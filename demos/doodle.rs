//! Doodle Recognition Example
//!
//! Loads a doodle classifier once at startup, then either replays a recorded
//! drawing onto a fresh canvas or classifies saved images.
//!
//! Usage:
//! ```
//! cargo run --example doodle -- --model-dir models replay --events strokes.json
//! cargo run --example doodle -- --variant feed_forward classify drawing1.jpg drawing2.png
//! ```
//!
//! An events file is a JSON array such as
//! `[{"event": "press", "x": 100, "y": 400}, {"event": "drag", "x": 700, "y": 400}, {"event": "release"}]`.
//!
//! Set `RUST_LOG=info` (or `debug`) to see progress.

use clap::{Parser, Subcommand};
use doodle_recognizer::models::WeightFormat;
use doodle_recognizer::prelude::*;
use doodle_recognizer::processors::Preprocessor;
use std::path::PathBuf;
use tracing::{error, info};

/// Command-line arguments for the doodle example
#[derive(Parser)]
#[command(name = "doodle")]
#[command(about = "Doodle Recognition Example - classifies freehand drawings")]
struct Args {
    /// JSON configuration file; flags below override its model section
    #[arg(short, long)]
    config: Option<PathBuf>,

    /// Model variant: feed_forward or convolutional
    #[arg(short, long)]
    variant: Option<ModelVariant>,

    /// Directory containing one subdirectory of weights per variant
    #[arg(short, long)]
    model_dir: Option<PathBuf>,

    /// Device to run on: cpu, cuda or cuda:N
    #[arg(short, long)]
    device: Option<String>,

    /// Load model.onnx instead of model.safetensors
    #[arg(long)]
    onnx: bool,

    /// Number of ranked classes to log per result
    #[arg(long, default_value_t = 3)]
    top: usize,

    #[command(subcommand)]
    command: Command,
}

#[derive(Subcommand)]
enum Command {
    /// Replay recorded pointer events on a blank canvas and classify the drawing
    Replay {
        /// JSON file with press/drag/release events
        #[arg(short, long)]
        events: PathBuf,

        /// Where to write the canvas snapshot (defaults to the configured path)
        #[arg(short, long)]
        save: Option<PathBuf>,
    },
    /// Classify saved images
    Classify {
        /// Image file paths to process
        #[arg(required = true)]
        images: Vec<PathBuf>,
    },
}

fn load_config(args: &Args) -> Result<DoodleConfig, Box<dyn std::error::Error>> {
    let mut config = match &args.config {
        Some(path) => {
            info!("Loading configuration from {}", path.display());
            DoodleConfig::from_path(path)?
        }
        None => DoodleConfig::default(),
    };

    if let Some(variant) = args.variant {
        config.model.variant = variant;
    }
    if let Some(dir) = &args.model_dir {
        config.model.model_dir = dir.clone();
    }
    if let Some(device) = &args.device {
        config.model.device = device.clone();
    }
    if args.onnx {
        config.model.format = WeightFormat::Onnx;
    }
    Ok(config)
}

/// Logs the top `k` classes of a prediction by name.
fn log_ranked(prediction: &Prediction, categories: &CategoryTable, k: usize) {
    for (rank, (index, probability)) in prediction.ranked(k).into_iter().enumerate() {
        let name = categories.name(index).unwrap_or("?");
        info!("   {}. {} ({:.2}%)", rank + 1, name, probability * 100.0);
    }
}

fn main() -> Result<(), Box<dyn std::error::Error>> {
    init_tracing();

    let args = Args::parse();
    let config = load_config(&args)?;

    info!("Doodle Recognition Example");

    // Model load failures are fatal.
    let classifier = match load_classifier(&config.model) {
        Ok(classifier) => classifier,
        Err(e) => {
            error!("Failed to load model: {}", e);
            return Err(e.into());
        }
    };

    match &args.command {
        Command::Replay { events, save } => {
            let events = load_events(events)?;
            info!("Replaying {} pointer events", events.len());

            let mut session = DoodleSession::from_config(&config, classifier)?;
            if let Some(path) = save {
                session = session.with_snapshot_path(path);
            }
            session.extend(events);

            let presentation = session.predict()?.clone();
            for line in &presentation.class_lines {
                info!("   {}", line);
            }
            info!("{}", presentation.headline);
            if let Some(prediction) = session.last_prediction() {
                log_ranked(
                    prediction,
                    session.pipeline().presenter().categories(),
                    args.top,
                );
            }
        }
        Command::Classify { images } => {
            let existing: Vec<&PathBuf> = images
                .iter()
                .filter(|path| {
                    let exists = path.exists();
                    if !exists {
                        error!("Image file not found: {}", path.display());
                    }
                    exists
                })
                .collect();
            if existing.is_empty() {
                error!("No valid image files found");
                return Err("No valid image files found".into());
            }

            let preprocessor = Preprocessor::new(config.preprocess.clone())?;
            let pipeline =
                DoodlePipeline::new(preprocessor, classifier, PredictionPresenter::default());
            info!("Classifying {} images...", existing.len());

            let outputs = pipeline.run_files(&existing)?;
            for (i, (path, output)) in existing.iter().zip(&outputs).enumerate() {
                info!("{}. {}", i + 1, path.display());
                info!("   {}", output.presentation.headline);
                log_ranked(
                    &output.prediction,
                    pipeline.presenter().categories(),
                    args.top,
                );
            }
        }
    }

    Ok(())
}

▶ PROBLEM
Search the data for "classes". Copy every matching line.

▶ YOUR SOLUTION
    /// Number of ranked classes to log per result
/// Logs the top `k` classes of a prediction by name.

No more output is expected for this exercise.